> Work task
Extract each line holding the word "await" from the entries.

> Dataset extract
//! Server management intents.

use blob_shared::{SystemEvent, ValidationError};

use super::report;
use crate::state::Session;

pub async fn add_endpoint(session: &mut Session, location: &str, label: Option<&str>) {
    if let Err(e) = session.add_endpoint(location, label).await {
        report(session, e).await;
    }
}

pub async fn select_endpoint(session: &mut Session, index: usize) {
    if let Err(e) = session.select_endpoint(index).await {
        report(session, e).await;
    }
}

pub async fn remove_endpoint(session: &mut Session, index: usize) {
    if let Err(e) = session.remove_endpoint(index).await {
        report(session, e).await;
    }
}

pub async fn list_endpoints(session: &Session) {
    let endpoints = session.endpoints();
    if endpoints.is_empty() {
        report(session, ValidationError::NoEndpoints).await;
        return;
    }

    for ep in endpoints {
        let marker = if ep.active { " *" } else { "" };
        session
            .notify(SystemEvent::info(format!(
                "{}) {} ({}){marker}",
                ep.index, ep.label, ep.location
            )))
            .await;
    }
}
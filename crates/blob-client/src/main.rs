use blob_client_lib::config::ClientConfig;

#[tokio::main]
async fn main() -> anyhow::Result<()> {
    blob_client_lib::init_tracing();
    blob_client_lib::run(ClientConfig::from_env()).await
}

> Expected answer
    if let Err(e) = session.add_endpoint(location, label).await {
        report(session, e).await;
    if let Err(e) = session.select_endpoint(index).await {
        report(session, e).await;
    if let Err(e) = session.remove_endpoint(index).await {
        report(session, e).await;
        report(session, ValidationError::NoEndpoints).await;
            .await;
    blob_client_lib::run(ClientConfig::from_env()).await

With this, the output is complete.